SUPPLIED DATA ::
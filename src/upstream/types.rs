//! Chat-completion request and response types
//!
//! These map onto the OpenAI-compatible schema the upstream API speaks.

use serde::{Deserialize, Serialize};

/// Request body for a chat completion
#[derive(Debug, Clone, Serialize)]
pub struct ChatCompletionRequest {
    /// Model identifier
    pub model: String,
    /// Conversation so far, system instruction first
    pub messages: Vec<ChatMessage>,
}

/// A single message in the conversation
#[derive(Debug, Clone, Serialize, Deserialize, PartialEq)]
pub struct ChatMessage {
    /// "system", "user" or "assistant"
    pub role: String,
    pub content: String,
}

impl ChatMessage {
    pub fn system(content: impl Into<String>) -> Self {
        Self {
            role: "system".to_string(),
            content: content.into(),
        }
    }

    pub fn user(content: impl Into<String>) -> Self {
        Self {
            role: "user".to_string(),
            content: content.into(),
        }
    }
}

/// Successful completion response
///
/// Only the fields the service reads are modelled; everything else is ignored.
#[derive(Debug, Clone, Default, Deserialize)]
pub struct ChatCompletionResponse {
    #[serde(default)]
    pub choices: Vec<Choice>,
}

#[derive(Debug, Clone, Default, Deserialize)]
pub struct Choice {
    #[serde(default)]
    pub message: Option<ChoiceMessage>,
}

#[derive(Debug, Clone, Default, Deserialize)]
pub struct ChoiceMessage {
    #[serde(default)]
    pub content: Option<String>,
}

impl ChatCompletionResponse {
    /// Content of the first choice, if present and non-empty
    pub fn first_content(&self) -> Option<&str> {
        self.choices
            .first()
            .and_then(|choice| choice.message.as_ref())
            .and_then(|message| message.content.as_deref())
            .filter(|content| !content.is_empty())
    }
}

/// Error envelope returned with non-success statuses
#[derive(Debug, Clone, Deserialize)]
pub struct ErrorEnvelope {
    pub error: ErrorDetail,
}

#[derive(Debug, Clone, Deserialize)]
pub struct ErrorDetail {
    pub message: Option<String>,
}

impl ErrorEnvelope {
    /// Pull `error.message` out of a response body, if the body has one
    pub fn message_from(body: &str) -> Option<String> {
        serde_json::from_str::<ErrorEnvelope>(body)
            .ok()
            .and_then(|envelope| envelope.error.message)
    }
}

TASK REQUIREMENTS ::
Filter the listing above by the word "ChatMessage"; copy each line that passes.

SOLVED EXERCISE ::
    pub messages: Vec<ChatMessage>,
pub struct ChatMessage {
impl ChatMessage {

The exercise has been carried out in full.